─── Supplied data
//! 通用常量.
//!
//! 文件命名规则均与上游 (光流提取 / 降维) 步骤保持一致, 不要随意修改.

/// 运行目录下的文件名.
pub mod files {
    /// 降维结果矩阵, 行 = 样本, 列 = 降维维度.
    pub const OUTPUT_MATRIX: &str = "output_matrix.txt";

    /// 原始高维形变向量矩阵, 行 = 样本.
    pub const DEFORMATIONS: &str = "deformations.txt";

    /// 线性投影矩阵 `M`. 存在时动画是降维的精确逆映射.
    pub const PROJECTOR: &str = "projector.txt";

    /// 拟合好的 PCA 模型 (JSON).
    pub const PCA_MODEL: &str = "pca_model.json";

    /// 参考体数据.
    pub const REFERENCE: &str = "reference.spi";

    /// 光流矩阵缓存.
    pub const FLOW_BANK: &str = "bigmat.npy";

    /// 光流矩阵伪逆缓存.
    pub const FLOW_BANK_PINV: &str = "bigmat_inverse.npy";

    /// 缓存键.
    pub const CACHE_KEY: &str = "bigmat.key.json";

    /// ChimeraX 控制脚本.
    pub const CHIMERA_SCRIPT: &str = "chimera.cxc";

    /// 光流文件所在的子目录.
    pub const OPTICAL_FLOWS_DIR: &str = "optical_flows";
}

/// 光流文件索引的零填充宽度. `1` -> `000001`.
pub const FLOW_INDEX_WIDTH: usize = 6;

/// 动画帧索引的零填充宽度. `1` -> `001`.
pub const FRAME_INDEX_WIDTH: usize = 3;

/// 动画帧文件名后缀.
pub const FRAME_SUFFIX: &str = "deformed_by_opflow.vol";

/// 动画轨迹文件名后缀.
pub const TRAJECTORY_SUFFIX: &str = "trajectory.txt";

/// 动画目录 / 文件名前缀.
pub const ANIMATION_PREFIX: &str = "animation_";

/// 轨迹工具默认的轨迹点个数.
pub const DEFAULT_TRAJECTORY_POINTS: usize = 10;

/// 动画播放的默认最大帧率.
pub const DEFAULT_MAX_FRAME_RATE: u32 = 5;

/// 伪逆默认相对截断阈值. 奇异值 `σ <= rcond * σ_max` 时被丢弃.
///
/// SVD 舍入噪声产生的奇异值约为 `eps * σ_max` 的小倍数, 阈值需高于该量级.
pub const DEFAULT_RCOND: f64 = 1e-12;

/// 伪逆条件数超过该值时给出警告.
pub const DEFAULT_CONDITION_WARN: f64 = 1e6;

/// 缓存键格式版本. 缓存布局变更时递增.
pub const CACHE_VERSION: u32 = 1;

/// 光流分量.
#[derive(Copy, Clone, Debug, Eq, PartialEq, Hash)]
pub enum FlowAxis {
    /// x 分量 (沿体数据最快变化的轴).
    X,

    /// y 分量.
    Y,

    /// z 分量 (沿切片方向).
    Z,
}

impl FlowAxis {
    /// 按堆叠顺序排列的三个分量.
    pub const ALL: [FlowAxis; 3] = [FlowAxis::X, FlowAxis::Y, FlowAxis::Z];

    /// 在 `[3, Z, Y, X]` 堆叠中的通道号.
    #[inline]
    pub const fn channel(&self) -> usize {
        match self {
            FlowAxis::X => 0,
            FlowAxis::Y => 1,
            FlowAxis::Z => 2,
        }
    }

    /// 文件名中使用的小写字母.
    #[inline]
    pub const fn letter(&self) -> char {
        match self {
            FlowAxis::X => 'x',
            FlowAxis::Y => 'y',
            FlowAxis::Z => 'z',
        }
    }
}
//! 运行配置.
//!
//! 配置以 JSON 文件给出, 所有字段均可省略.

use std::fs;
use std::path::{Path, PathBuf};

use serde::{Deserialize, Serialize};

use crate::consts::{
    DEFAULT_CONDITION_WARN, DEFAULT_MAX_FRAME_RATE, DEFAULT_RCOND, DEFAULT_TRAJECTORY_POINTS,
};
use crate::error::{FlexError, FlexResult};
use crate::flow::CachePolicy;

/// 直方图默认区间数.
pub const DEFAULT_HISTOGRAM_BINS: usize = 50;

/// 动画查看器配置.
#[derive(Debug, Clone, PartialEq, Serialize, Deserialize)]
#[serde(default, deny_unknown_fields)]
pub struct ViewerConfig {
    /// 查看器可执行文件. 为 `None` 时不启动查看器.
    pub command: Option<String>,

    /// 是否循环播放.
    #[serde(rename = "loop")]
    pub looping: bool,

    /// 是否往返播放.
    pub oscillate: bool,

    /// 最大帧率.
    pub max_frame_rate: u32,
}

impl Default for ViewerConfig {
    fn default() -> Self {
        Self {
            command: None,
            looping: true,
            oscillate: true,
            max_frame_rate: DEFAULT_MAX_FRAME_RATE,
        }
    }
}

/// 一次运行的配置.
#[derive(Debug, Clone, PartialEq, Serialize, Deserialize)]
#[serde(default, deny_unknown_fields)]
pub struct FlexConfig {
    /// 光流文件目录. 默认为 `<运行目录>/optical_flows`.
    pub flow_dir: Option<PathBuf>,

    /// 参考体数据. 默认为 `<运行目录>/reference.spi`.
    pub reference: Option<PathBuf>,

    /// 光流样本数. 默认为降维结果矩阵的行数.
    pub sample_count: Option<usize>,

    /// 降维方法名, 如 `sklearn_PCA`.
    pub method: Option<String>,

    /// 缓存有效性策略.
    pub cache_policy: CachePolicy,

    /// 伪逆相对截断阈值.
    pub rcond: f64,

    /// 条件数警告阈值.
    pub condition_warn: f64,

    /// 由控制点生成轨迹时的点数.
    pub trajectory_points: usize,

    /// 直方图区间数.
    pub histogram_bins: usize,

    /// 是否并行生成动画帧. 未启用 `rayon` 特性时忽略.
    pub parallel: bool,

    /// 是否为每一帧写出预览图.
    pub previews: bool,

    /// 查看器.
    pub viewer: ViewerConfig,
}

impl Default for FlexConfig {
    fn default() -> Self {
        Self {
            flow_dir: None,
            reference: None,
            sample_count: None,
            method: None,
            cache_policy: CachePolicy::default(),
            rcond: DEFAULT_RCOND,
            condition_warn: DEFAULT_CONDITION_WARN,
            trajectory_points: DEFAULT_TRAJECTORY_POINTS,
            histogram_bins: DEFAULT_HISTOGRAM_BINS,
            parallel: true,
            previews: false,
            viewer: ViewerConfig::default(),
        }
    }
}

impl FlexConfig {
    /// 读取 JSON 配置并校验.
    pub fn load<P: AsRef<Path>>(path: P) -> FlexResult<Self> {
        let path = path.as_ref();
        let text = fs::read_to_string(path).map_err(|e| FlexError::io(path, e))?;
        let config: Self = serde_json::from_str(&text)?;
        config.validate()?;
        Ok(config)
    }

    /// 校验数值参数.
    pub fn validate(&self) -> FlexResult<()> {
        let bad = |msg: String| Err(FlexError::InvalidInput(msg));
        if !(self.rcond >= 0.0 && self.rcond < 1.0) {
            return bad(format!("rcond must be in [0, 1), got {}", self.rcond));
        }
        if !(self.condition_warn > 1.0) {
            return bad(format!("condition_warn must be > 1, got {}", self.condition_warn));
        }
        if self.sample_count == Some(0) {
            return bad("sample_count must be positive".to_string());
        }
        if self.trajectory_points == 0 || self.histogram_bins == 0 {
            return bad("trajectory_points and histogram_bins must be positive".to_string());
        }
        if self.viewer.max_frame_rate == 0 {
            return bad("viewer.max_frame_rate must be positive".to_string());
        }
        Ok(())
    }
}

#[cfg(test)]
mod tests {
    use super::*;

    #[test]
    fn test_empty_json_is_default() {
        let c: FlexConfig = serde_json::from_str("{}").unwrap();
        assert_eq!(c, FlexConfig::default());
        assert!(c.validate().is_ok());
        assert_eq!(c.viewer.max_frame_rate, 5);
        assert_eq!(c.cache_policy, CachePolicy::Validate);
    }

    #[test]
    fn test_load_partial() {
        let dir = tempfile::tempdir().unwrap();
        let path = dir.path().join("flex.json");
        fs::write(
            &path,
            r#"{
                "method": "sklearn_PCA",
                "cache_policy": "trust_existing",
                "sample_count": 12,
                "viewer": { "command": "ChimeraX", "loop": false }
            }"#,
        )
        .unwrap();

        let c = FlexConfig::load(&path).unwrap();
        assert_eq!(c.method.as_deref(), Some("sklearn_PCA"));
        assert_eq!(c.cache_policy, CachePolicy::TrustExisting);
        assert_eq!(c.sample_count, Some(12));
        assert!(!c.viewer.looping);
        assert!(c.viewer.oscillate);
        assert_eq!(c.rcond, DEFAULT_RCOND);
    }

    #[test]
    fn test_rejects_bad_values() {
        let dir = tempfile::tempdir().unwrap();
        let path = dir.path().join("flex.json");

        fs::write(&path, r#"{ "rcond": -1.0 }"#).unwrap();
        assert!(matches!(FlexConfig::load(&path), Err(FlexError::InvalidInput(_))));

        fs::write(&path, r#"{ "unknown": 1 }"#).unwrap();
        assert!(matches!(FlexConfig::load(&path), Err(FlexError::Json(_))));

        assert!(matches!(
            FlexConfig::load(dir.path().join("none.json")),
            Err(FlexError::MissingInput(_))
        ));
    }
}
──────
### [Aim of the exercise]
Copy the lines of the entries above that mention "Option".

### [Result for this task]
    pub command: Option<String>,
    pub flow_dir: Option<PathBuf>,
    pub reference: Option<PathBuf>,
    pub sample_count: Option<usize>,
    pub method: Option<String>,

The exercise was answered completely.